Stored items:
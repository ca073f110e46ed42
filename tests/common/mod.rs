//! 测试辅助模块
//! 提供脚本化的 HTTP 传输层和使用固定私钥的签名器

#![allow(dead_code)]

use std::sync::{Arc, Mutex};

use async_trait::async_trait;
use ironcore_chains::config::SdkConfig;
use ironcore_chains::crypto::{EllipticCurve, PublicKey, Signature};
use ironcore_chains::domain::Blockchain;
use ironcore_chains::network::HttpTransport;
use ironcore_chains::wallet::{TransactionSigner, WalletManagerFactory};
use ironcore_chains::{NetworkError, Result, WalletError};
use serde_json::{json, Value};

struct Route {
    url: String,
    rpc_method: Option<String>,
    response: std::result::Result<Value, NetworkError>,
}

/// 按 URL（以及 JSON-RPC 方法名）应答的传输层；未登记的请求返回 404
#[derive(Default)]
pub struct ScriptedTransport {
    routes: Vec<Route>,
    requests: Mutex<Vec<(String, Option<Value>)>>,
}

impl ScriptedTransport {
    pub fn new() -> Self {
        Self::default()
    }

    pub fn get(mut self, url: &str, response: Value) -> Self {
        self.routes.push(Route {
            url: url.into(),
            rpc_method: None,
            response: Ok(response),
        });
        self
    }

    pub fn post(mut self, url: &str, response: Value) -> Self {
        self.routes.push(Route {
            url: url.into(),
            rpc_method: None,
            response: Ok(response),
        });
        self
    }

    pub fn rpc(mut self, url: &str, method: &str, result: Value) -> Self {
        self.routes.push(Route {
            url: url.into(),
            rpc_method: Some(method.into()),
            response: Ok(json!({"jsonrpc": "2.0", "id": 1, "result": result})),
        });
        self
    }

    pub fn rpc_error(mut self, url: &str, method: &str, code: i64, message: &str) -> Self {
        self.routes.push(Route {
            url: url.into(),
            rpc_method: Some(method.into()),
            response: Ok(json!({
                "jsonrpc": "2.0",
                "id": 1,
                "error": {"code": code, "message": message}
            })),
        });
        self
    }

    /// 该 URL 的所有请求都以 `error` 失败
    pub fn down(mut self, url: &str, error: NetworkError) -> Self {
        self.routes.push(Route {
            url: url.into(),
            rpc_method: None,
            response: Err(error),
        });
        self
    }

    pub fn requests(&self) -> Vec<(String, Option<Value>)> {
        self.requests.lock().unwrap().clone()
    }

    /// 发往 `url` 的 JSON-RPC 方法名，按请求顺序
    pub fn rpc_methods(&self, url: &str) -> Vec<String> {
        self.requests()
            .into_iter()
            .filter(|(u, _)| u == url)
            .filter_map(|(_, body)| body?.get("method")?.as_str().map(str::to_string))
            .collect()
    }

    fn respond(&self, url: &str, body: Option<&Value>) -> std::result::Result<Value, NetworkError> {
        self.requests
            .lock()
            .unwrap()
            .push((url.to_string(), body.cloned()));
        let method = body.and_then(|b| b.get("method")).and_then(Value::as_str);
        self.routes
            .iter()
            .find(|r| r.url == url && (r.rpc_method.is_none() || r.rpc_method.as_deref() == method))
            .map(|r| r.response.clone())
            .unwrap_or_else(|| {
                Err(NetworkError::HttpStatus {
                    host: url.to_string(),
                    status: 404,
                })
            })
    }
}

#[async_trait]
impl HttpTransport for ScriptedTransport {
    async fn get_json(&self, url: &str) -> std::result::Result<Value, NetworkError> {
        self.respond(url, None)
    }

    async fn post_json(&self, url: &str, body: &Value) -> std::result::Result<Value, NetworkError> {
        self.respond(url, Some(body))
    }
}

pub fn unreachable(host: &str) -> NetworkError {
    NetworkError::Unreachable {
        host: host.to_string(),
        message: "connection refused".into(),
    }
}

/// 只配置给定链节点的工厂
pub fn factory_with(
    hosts: &[(Blockchain, Vec<&str>)],
    transport: Arc<ScriptedTransport>,
) -> WalletManagerFactory {
    let mut config = SdkConfig::default();
    config.hosts.0.clear();
    for (blockchain, urls) in hosts {
        config
            .hosts
            .set(blockchain, urls.iter().map(|u| u.to_string()).collect());
    }
    WalletManagerFactory::new(config, transport)
}

/// 持有固定私钥的软件签名器
pub enum KeySigner {
    Secp256k1(k256::ecdsa::SigningKey),
    Ed25519(ed25519_dalek::SigningKey),
}

impl KeySigner {
    pub fn secp256k1(seed: u8) -> Self {
        Self::Secp256k1(k256::ecdsa::SigningKey::from_slice(&[seed; 32]).unwrap())
    }

    pub fn ed25519(seed: u8) -> Self {
        Self::Ed25519(ed25519_dalek::SigningKey::from_bytes(&[seed; 32]))
    }

    pub fn public_key(&self) -> PublicKey {
        match self {
            Self::Secp256k1(key) => PublicKey::new(
                key.verifying_key().to_encoded_point(true).as_bytes().to_vec(),
                EllipticCurve::Secp256k1,
            )
            .unwrap(),
            Self::Ed25519(key) => PublicKey::new(
                key.verifying_key().as_bytes().to_vec(),
                EllipticCurve::Ed25519,
            )
            .unwrap(),
        }
    }
}

#[async_trait]
impl TransactionSigner for KeySigner {
    async fn sign(&self, hashes: &[Vec<u8>], _public_key: &PublicKey) -> Result<Vec<Signature>> {
        hashes
            .iter()
            .map(|hash| {
                let bytes = match self {
                    Self::Secp256k1(key) => {
                        let (sig, _) = key
                            .sign_prehash_recoverable(hash)
                            .map_err(|e| WalletError::Signer(e.to_string()))?;
                        sig.to_bytes().to_vec()
                    }
                    Self::Ed25519(key) => {
                        use ed25519_dalek::Signer;
                        key.sign(hash).to_bytes().to_vec()
                    }
                };
                Signature::new(bytes)
            })
            .collect()
    }
}

/// 用户在设备上拒绝签名
pub struct RejectingSigner;

#[async_trait]
impl TransactionSigner for RejectingSigner {
    async fn sign(&self, _hashes: &[Vec<u8>], _public_key: &PublicKey) -> Result<Vec<Signature>> {
        Err(WalletError::SignerCancelled)
    }
}
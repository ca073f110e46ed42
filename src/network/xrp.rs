//! XRP Ledger 节点（rippled JSON-RPC）
//!
//! rippled 把业务错误放在 `result.status == "error"` 里，而不是 JSON-RPC 的 error 对象。

use std::sync::Arc;

use async_trait::async_trait;
use rust_decimal::Decimal;
use serde_json::{json, Value};

use crate::error::{NetworkError, Result, WalletError};
use crate::network::{field, str_field, u64_field, HttpTransport, JsonRpcClient, NetworkProvider};

/// 1 XRP = 10^6 drops
const DROPS_PER_XRP: u32 = 6;

#[derive(Debug, Clone, Copy, PartialEq, Eq)]
pub struct XrpAccountInfo {
    pub balance_drops: u64,
    pub sequence: u32,
}

/// 费用档位（drops），慢 → 快
#[derive(Debug, Clone, Copy, PartialEq, Eq)]
pub struct XrpFeeDrops {
    pub minimal: u64,
    pub normal: u64,
    pub priority: u64,
}

#[async_trait]
pub trait XrpNetworkProvider: NetworkProvider {
    /// 账户未激活时返回 [`WalletError::NoAccount`]，附带激活所需储备
    async fn get_account_info(&self, address: &str) -> Result<XrpAccountInfo>;
    async fn get_fee(&self) -> Result<XrpFeeDrops>;
    /// 账户激活储备（XRP）
    async fn get_reserve(&self) -> Result<Decimal>;
    /// 提交已签名交易（hex），返回交易哈希
    async fn submit(&self, blob_hex: &str) -> Result<String>;
}

pub struct XrpJsonRpcProvider {
    rpc: JsonRpcClient,
}

impl XrpJsonRpcProvider {
    pub fn new(host: &str, transport: Arc<dyn HttpTransport>) -> Self {
        Self {
            rpc: JsonRpcClient::new(host, transport),
        }
    }

    /// 调用并检查 `result.status`
    async fn request(&self, method: &str, params: Value) -> Result<Value, NetworkError> {
        let result = self.rpc.call(method, json!([params])).await?;
        if result.get("status").and_then(Value::as_str) == Some("error") {
            let error = result
                .get("error")
                .and_then(Value::as_str)
                .unwrap_or("unknown")
                .to_string();
            let code = result
                .get("error_code")
                .and_then(Value::as_i64)
                .unwrap_or_default();
            let message = result
                .get("error_message")
                .and_then(Value::as_str)
                .map(|m| format!("{}: {}", error, m))
                .unwrap_or(error);
            return Err(NetworkError::Rpc {
                host: self.rpc.url().to_string(),
                code,
                message,
            });
        }
        Ok(result)
    }
}

impl NetworkProvider for XrpJsonRpcProvider {
    fn host(&self) -> &str {
        self.rpc.url()
    }
}

fn is_account_not_found(error: &NetworkError) -> bool {
    matches!(error, NetworkError::Rpc { message, .. } if message.starts_with("actNotFound"))
}

#[async_trait]
impl XrpNetworkProvider for XrpJsonRpcProvider {
    async fn get_account_info(&self, address: &str) -> Result<XrpAccountInfo> {
        let params = json!({
            "account": address,
            "ledger_index": "current",
        });
        let result = match self.request("account_info", params).await {
            Ok(result) => result,
            Err(e) if is_account_not_found(&e) => {
                let reserve = self.get_reserve().await?;
                tracing::debug!(
                    host = %self.rpc.url(),
                    account = %address,
                    reserve = %reserve,
                    "Account not activated"
                );
                return Err(WalletError::NoAccount { reserve });
            }
            Err(e) => return Err(e.into()),
        };

        let data = field(&result, "account_data", self.rpc.url())?;
        let balance_drops = u64_field(data, "Balance", self.rpc.url())?;
        let sequence = u32::try_from(u64_field(data, "Sequence", self.rpc.url())?)
            .map_err(|_| NetworkError::malformed(self.rpc.url(), "sequence out of range"))?;

        Ok(XrpAccountInfo {
            balance_drops,
            sequence,
        })
    }

    async fn get_fee(&self) -> Result<XrpFeeDrops> {
        let result = self.request("fee", json!({})).await?;
        let drops = field(&result, "drops", self.rpc.url())?;
        let minimal = u64_field(drops, "minimum_fee", self.rpc.url())?;
        let normal = u64_field(drops, "open_ledger_fee", self.rpc.url())?.max(minimal);
        let priority = u64_field(drops, "median_fee", self.rpc.url())?.max(normal);

        Ok(XrpFeeDrops {
            minimal,
            normal,
            priority,
        })
    }

    async fn get_reserve(&self) -> Result<Decimal> {
        let state = self.request("server_state", json!({})).await?;
        let ledger = state
            .pointer("/state/validated_ledger")
            .ok_or_else(|| NetworkError::malformed(self.rpc.url(), "missing validated_ledger"))?;
        let drops = u64_field(ledger, "reserve_base", self.rpc.url())?;
        Ok(Decimal::from(drops) / Decimal::from(10u64.pow(DROPS_PER_XRP)))
    }

    async fn submit(&self, blob_hex: &str) -> Result<String> {
        let result = self
            .request("submit", json!({ "tx_blob": blob_hex.to_uppercase() }))
            .await
            .map_err(|e| match e {
                NetworkError::Rpc { host, message, .. } => NetworkError::Rejected { host, message },
                other => other,
            })?;

        let engine_result = str_field(&result, "engine_result", self.rpc.url())?;
        // tes* 已应用，terQUEUED 已进入队列
        if engine_result.starts_with("tes") || engine_result == "terQUEUED" {
            let hash = result
                .pointer("/tx_json/hash")
                .and_then(Value::as_str)
                .ok_or_else(|| NetworkError::malformed(self.rpc.url(), "missing tx_json.hash"))?;
            return Ok(hash.to_string());
        }

        let message = result
            .get("engine_result_message")
            .and_then(Value::as_str)
            .unwrap_or(engine_result);
        Err(NetworkError::Rejected {
            host: self.rpc.url().to_string(),
            message: format!("{}: {}", engine_result, message),
        }
        .into())
    }
}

- [Activity]
Reprint the data above from the opening line to the line holding "use ironcore_chains::config::SdkConfig;", inclusive, and nothing else.

- [Written answer]
repository ca073f110e46ed42
filename tests/common/mod.rs
//! 测试辅助模块
//! 提供脚本化的 HTTP 传输层和使用固定私钥的签名器

#![allow(dead_code)]

use std::sync::{Arc, Mutex};

use async_trait::async_trait;
use ironcore_chains::config::SdkConfig;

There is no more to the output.